L'avantage de la traduction de nos sens en informations numériques plutôt qu'en informations analogiques ne réside pas seulement dans le fait de pouvoir transmettre simultanément plusieurs types de traduction de nos sens, il réside aussi dans le fait que le numérique peut être copier à l'identique, pour ainsi dire cloné. Ainsi nos sens sont clonés, un clone informationnel du chirurgien se  trouve à coté du patient.

"En cet âge de l'électricité, nous nous voyons nous-mêmes traduits de plus en plus en information, à la veille de prolonger technologiquement  la conscience."[4] Avec le réseau, notre ubiquité est renforcée par l'architecture rhizomatique du réseau qui nous dédouble à l'infini. Notre conscience se multiplie et se reproduit à travers les nœuds du réseau. Nous sommes virtuellement partout.

Utilisant les moyens techniques d’ubiquité fournit par le réseau, Masaki Fujihata a crée sur le réseau une œuvre intitulée « Light on the net ». L’œuvre de Fujihata permet aux visiteurs de ce site Internet d’allumer ou d’éteindre une série de 49 lampes de 20 Watts (sous la forme d’un tableau carré de 7 lampes de coté). Lorsque le visiteurs clique sur une des lampes, elle s’allume ou s’éteint, suivant son état de départ, dans le hall du bâtiment de la compagnie Gifu Softopia à l’ouest de Tokyo.

 Le retour d’action effectué est immédiat, dès que l’on a actionné une lampe l’image du hall du bâtiment est rechargée et nous montre le résultat. Cette image nous est envoyée en fait par une Web Cam installée dans le hall face à l’œuvre. Suivant les heures de la journée ou de la nuit on peut observer l’œuvre, l’allumage ou l’extinction de certaines lampes sous notre action ou celle d’autres visiteurs qui télécommande les interrupteurs à des milliers de kilomètres, mais aussi l’environnement de l’œuvre qui se modifie suivant les heures de la journée (attention au décalage horaire).

L'œuvre d'art sur le réseau se reproduit et se déplace, s'actualise en tout endroit où notre conscience la forme. Elle est là. Elle fait partie de ce que Merleau-Ponty appelle le "il y a", notre conscience peut alors se projeter sur elle comme sur tout objet réel, à la différence qu'elle est virtuelle, multiple et semblable à la fois. Le réseau étant numérique il bénéficie de ses propriétés le rendant clonable  à loisir.
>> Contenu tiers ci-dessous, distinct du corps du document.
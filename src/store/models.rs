//! Social graph entities and store query filters

use chrono::{DateTime, Utc};
use serde::{Deserialize, Serialize};
use std::collections::BTreeSet;

pub type UserId = i64;
pub type PostId = i64;
pub type CommentId = i64;
pub type LikeId = i64;

// ============================================================================
// Entities
// ============================================================================

/// A registered account
#[derive(Debug, Clone, PartialEq, Serialize, Deserialize)]
pub struct User {
    pub id: UserId,
    pub username: String,
    pub display_name: String,
    #[serde(default)]
    pub email: Option<String>,
    pub joined_at: DateTime<Utc>,
    #[serde(default = "default_active")]
    pub is_active: bool,
}

fn default_active() -> bool {
    true
}

/// A top-level piece of content
#[derive(Debug, Clone, PartialEq, Serialize, Deserialize)]
pub struct Post {
    pub id: PostId,
    pub author_id: UserId,
    pub text: String,
    #[serde(default)]
    pub media_url: Option<String>,
    pub created_at: DateTime<Utc>,
}

/// A comment on a post, optionally replying to another comment of the same post
#[derive(Debug, Clone, PartialEq, Serialize, Deserialize)]
pub struct Comment {
    pub id: CommentId,
    pub post_id: PostId,
    pub author_id: UserId,
    #[serde(default)]
    pub parent_id: Option<CommentId>,
    pub text: String,
    pub created_at: DateTime<Utc>,
}

impl Comment {
    pub fn is_reply(&self) -> bool {
        self.parent_id.is_some()
    }

    /// Text length in characters (not bytes)
    pub fn text_len(&self) -> usize {
        self.text.chars().count()
    }
}

/// What a like points at. Exactly one target per like.
#[derive(Debug, Clone, Copy, PartialEq, Eq, Hash, Serialize, Deserialize)]
#[serde(rename_all = "snake_case")]
pub enum LikeTarget {
    Post(PostId),
    Comment(CommentId),
}

#[derive(Debug, Clone, PartialEq, Serialize, Deserialize)]
pub struct Like {
    pub id: LikeId,
    pub author_id: UserId,
    pub target: LikeTarget,
    pub created_at: DateTime<Utc>,
}

impl Like {
    /// The liked post, if this like targets a post
    pub fn post_id(&self) -> Option<PostId> {
        match self.target {
            LikeTarget::Post(id) => Some(id),
            LikeTarget::Comment(_) => None,
        }
    }
}

/// Directed follow edge: `follower_id` follows `followee_id`
#[derive(Debug, Clone, PartialEq, Serialize, Deserialize)]
pub struct Follow {
    pub follower_id: UserId,
    pub followee_id: UserId,
    pub created_at: DateTime<Utc>,
}

impl Follow {
    pub fn is_self_loop(&self) -> bool {
        self.follower_id == self.followee_id
    }
}

// ============================================================================
// Query filters
// ============================================================================
//
// `Default` means "every row". Each populated field narrows the result.

#[derive(Debug, Clone, Default, PartialEq)]
pub struct UserFilter {
    pub ids: Option<BTreeSet<UserId>>,
}

#[derive(Debug, Clone, Default, PartialEq)]
pub struct PostFilter {
    pub ids: Option<BTreeSet<PostId>>,
    pub author_ids: Option<BTreeSet<UserId>>,
    pub created_since: Option<DateTime<Utc>>,
}

#[derive(Debug, Clone, Default, PartialEq)]
pub struct CommentFilter {
    pub post_ids: Option<BTreeSet<PostId>>,
    pub created_since: Option<DateTime<Utc>>,
}

#[derive(Debug, Clone, Default, PartialEq)]
pub struct LikeFilter {
    /// Restrict to likes targeting one of these posts (comment likes are excluded)
    pub post_ids: Option<BTreeSet<PostId>>,
    pub created_since: Option<DateTime<Utc>>,
}

#[derive(Debug, Clone, Default, PartialEq)]
pub struct FollowFilter {
    pub created_since: Option<DateTime<Utc>>,
}

impl PostFilter {
    pub fn since(created_since: DateTime<Utc>) -> Self {
        Self {
            created_since: Some(created_since),
            ..Default::default()
        }
    }

    pub fn matches(&self, post: &Post) -> bool {
        self.ids.as_ref().map_or(true, |ids| ids.contains(&post.id))
            && self
                .author_ids
                .as_ref()
                .map_or(true, |ids| ids.contains(&post.author_id))
            && self
                .created_since
                .map_or(true, |since| post.created_at >= since)
    }
}

impl UserFilter {
    pub fn matches(&self, user: &User) -> bool {
        self.ids.as_ref().map_or(true, |ids| ids.contains(&user.id))
    }
}

impl CommentFilter {
    pub fn for_post(post_id: PostId) -> Self {
        Self {
            post_ids: Some(BTreeSet::from([post_id])),
            ..Default::default()
        }
    }

    pub fn since(created_since: DateTime<Utc>) -> Self {
        Self {
            created_since: Some(created_since),
            ..Default::default()
        }
    }

    pub fn matches(&self, comment: &Comment) -> bool {
        self.post_ids
            .as_ref()
            .map_or(true, |ids| ids.contains(&comment.post_id))
            && self
                .created_since
                .map_or(true, |since| comment.created_at >= since)
    }
}

impl LikeFilter {
    pub fn for_post(post_id: PostId) -> Self {
        Self {
            post_ids: Some(BTreeSet::from([post_id])),
            ..Default::default()
        }
    }

    pub fn since(created_since: DateTime<Utc>) -> Self {
        Self {
            created_since: Some(created_since),
            ..Default::default()
        }
    }

    pub fn matches(&self, like: &Like) -> bool {
        let target_ok = match &self.post_ids {
            None => true,
            Some(ids) => like.post_id().is_some_and(|id| ids.contains(&id)),
        };
        target_ok
            && self
                .created_since
                .map_or(true, |since| like.created_at >= since)
    }
}

impl FollowFilter {
    pub fn since(created_since: DateTime<Utc>) -> Self {
        Self {
            created_since: Some(created_since),
        }
    }

    pub fn matches(&self, follow: &Follow) -> bool {
        self.created_since
            .map_or(true, |since| follow.created_at >= since)
    }
}
//! Controversy scoring.
//!
//! A discussion where comment lengths vary wildly (one-liners next to long
//! rebuttals) scores higher than one with uniform comments. The score is the
//! sample standard deviation of comment lengths times the comment count.

use std::collections::{HashMap, HashSet};

use crate::store::{Comment, Post, PostId, UserId};

use super::extraction::UserDirectory;
use super::models::ControversialPost;

/// Mean and sample standard deviation (N − 1 denominator).
///
/// Returns `(0.0, 0.0)` for no values and a zero deviation for one value.
pub fn mean_and_sample_stddev(values: &[f64]) -> (f64, f64) {
    let n = values.len();
    if n == 0 {
        return (0.0, 0.0);
    }
    let mean = values.iter().sum::<f64>() / n as f64;
    if n == 1 {
        return (mean, 0.0);
    }
    let sum_sq: f64 = values.iter().map(|v| (v - mean).powi(2)).sum();
    (mean, (sum_sq / (n - 1) as f64).sqrt())
}

#[derive(Default)]
struct PostComments {
    lengths: Vec<f64>,
    reply_lengths: Vec<f64>,
    commenters: HashSet<UserId>,
}

/// Posts with at least `min_comments` comments whose comment-length standard
/// deviation is at least `min_stddev`, ordered by controversy score desc
/// then post ID asc.
pub fn identify_controversial_posts(
    posts: &[Post],
    comments: &[Comment],
    users: &UserDirectory,
    min_comments: usize,
    min_stddev: f64,
) -> Vec<ControversialPost> {
    let mut seen = HashSet::new();
    let mut per_post: HashMap<PostId, PostComments> = HashMap::new();
    for c in comments.iter().filter(|c| seen.insert(c.id)) {
        let entry = per_post.entry(c.post_id).or_default();
        let len = c.text_len() as f64;
        entry.lengths.push(len);
        entry.commenters.insert(c.author_id);
        if c.is_reply() {
            entry.reply_lengths.push(len);
        }
    }

    let mut seen_posts = HashSet::new();
    let mut results: Vec<ControversialPost> = posts
        .iter()
        .filter(|p| seen_posts.insert(p.id))
        .filter_map(|p| {
            let stats = per_post.get(&p.id)?;
            let total = stats.lengths.len();
            if total < min_comments {
                return None;
            }
            let (avg, stddev) = mean_and_sample_stddev(&stats.lengths);
            if stddev < min_stddev {
                return None;
            }
            let (avg_reply, _) = mean_and_sample_stddev(&stats.reply_lengths);
            let author = users.name(p.author_id)?.to_string();

            Some(ControversialPost {
                post_id: p.id,
                post_text: p.text.clone(),
                post_time: p.created_at,
                author,
                total_comments: total,
                unique_commenters: stats.commenters.len(),
                avg_comment_length: avg,
                stddev_comment_length: stddev,
                reply_count: stats.reply_lengths.len(),
                avg_reply_length: avg_reply,
                controversy_score: controversy_score(stddev, total),
            })
        })
        .collect();

    results.sort_by(|a, b| {
        b.controversy_score
            .total_cmp(&a.controversy_score)
            .then(a.post_id.cmp(&b.post_id))
    });
    results
}

/// `stddev × total_comments`
pub fn controversy_score(stddev: f64, total_comments: usize) -> f64 {
    stddev * total_comments as f64
}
Si on prend une image ou un texte ou toute œuvre numérique et qu'on la copie en plusieurs centaines d'exemplaires sur un ou plusieurs ordinateurs, personne ne peut retrouver l'image originale à partir de laquelle les copies ont été réalisées. Aucune expérience scientifique, aussi sophistiquée soit-elle, ne peut détecter le fichier original. On peux donc considérer que l'objet numérique n'existe pas en plusieurs exemplaires mais qu'il existe en un seul exemplaire à plusieurs endroits à la fois. En effet aucune différence n'existe entre les objets numériques ainsi crées. C'est l'ubiquité.
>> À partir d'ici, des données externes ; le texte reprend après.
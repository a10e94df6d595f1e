//! Follow-network metrics: edge list, ghost followers and density.

use std::collections::{HashMap, HashSet};

use crate::store::{Comment, Like, Post, PostId, UserId};

use super::extraction::UserDirectory;
use super::models::{FollowEdge, FollowGraph, GhostFollower, NetworkDensity};

/// Follow edges with both endpoints resolved to usernames.
///
/// Edges touching an unknown user are dropped. Ordered by follower username
/// then followee username.
pub fn follower_network(follows: &FollowGraph, users: &UserDirectory) -> Vec<FollowEdge> {
    let mut edges: Vec<FollowEdge> = follows
        .edges()
        .filter_map(|(follower, followee, at)| {
            Some(FollowEdge {
                follower_username: users.name(follower)?.to_string(),
                followee_username: users.name(followee)?.to_string(),
                follow_time: at,
            })
        })
        .collect();
    edges.sort_by(|a, b| {
        a.follower_username
            .cmp(&b.follower_username)
            .then_with(|| a.followee_username.cmp(&b.followee_username))
    });
    edges
}

/// Users who follow at least one account whose posts they never liked or
/// commented on. Ordered by user ID.
///
/// Followees missing from `users` are ignored, both as ghost candidates and
/// in `following_count`.
///
/// Only post likes count as interaction; liking one of the followee's
/// comments does not.
pub fn ghost_followers(
    follows: &FollowGraph,
    users: &UserDirectory,
    posts: &[Post],
    likes: &[Like],
    comments: &[Comment],
) -> Vec<GhostFollower> {
    let author_of: HashMap<PostId, UserId> = posts.iter().map(|p| (p.id, p.author_id)).collect();

    // (actor, author) pairs with at least one interaction
    let mut interacted: HashSet<(UserId, UserId)> = HashSet::new();
    for l in likes {
        if let Some(&author) = l.post_id().and_then(|id| author_of.get(&id)) {
            interacted.insert((l.author_id, author));
        }
    }
    for c in comments {
        if let Some(&author) = author_of.get(&c.post_id) {
            interacted.insert((c.author_id, author));
        }
    }

    follows
        .followers_with_edges()
        .into_iter()
        .filter_map(|follower| {
            let username = users.name(follower)?.to_string();
            let followees: Vec<(UserId, &str)> = follows
                .followees(follower)
                .into_iter()
                .filter_map(|id| users.name(id).map(|name| (id, name)))
                .collect();
            let mut ghosted: Vec<String> = followees
                .iter()
                .filter(|(followee, _)| !interacted.contains(&(follower, *followee)))
                .map(|(_, name)| name.to_string())
                .collect();
            if ghosted.is_empty() {
                return None;
            }
            ghosted.sort();
            Some(GhostFollower {
                user_id: follower,
                username,
                following_count: followees.len(),
                ghosted_count: ghosted.len(),
                ghosted_followees: ghosted,
            })
        })
        .collect()
}

/// `edges / (n × (n − 1))` over users that appear in at least one edge.
///
/// Callers pass a graph built with `build_user_follow_graph` so the counts
/// agree with [`follower_network`].
pub fn network_density(follows: &FollowGraph) -> NetworkDensity {
    let n = follows.node_count();
    let e = follows.edge_count();
    let density = if n < 2 {
        None
    } else {
        Some(e as f64 / (n as f64 * (n - 1) as f64))
    };
    NetworkDensity {
        node_count: n,
        edge_count: e,
        density,
    }
}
Lorsque je me connecte au réseau, l'objet numérique se reproduit de lui-même sur mon ordinateur. On pourrait dire que l'image provenant d'un site Web et qui s'affiche sur mon ordinateur est postérieure à un original situé sur le réseau. En effet, il s'affiche sur mon ordinateur parce qu'il a été enregistré quelque part sur un serveur. Il vient donc en seconde position dans l'ordre temporelle d'enregistrement. Soit, mais il suffit à chacun de rechercher les propriétés du documents ainsi enregistré pour s'apercevoir que sa date d'enregistrement n'est pas sa date d'affichage à l'écran. C'est un véritable clone numérique, conservant toutes ses propriétés, il ne diffère en rien d'un original, il est lui-même l'original.



[1] Maurice Merleau-Ponty, L'œil et l'esprit, Paris, Ed. Folio-Gallimard, 1964, p. 33.

[2] Maurice Merleau-Ponty, Le visible et l'invisible, Ed. Tel-Gallimard, Paris, 1964, p. 309.

[3] Idem.

[4] Marshall Mc Luhan, Pour comprendre les média, Paris/Tours, Ed. Mame/Seuil, trad. Jean Paré, 1968, p.77.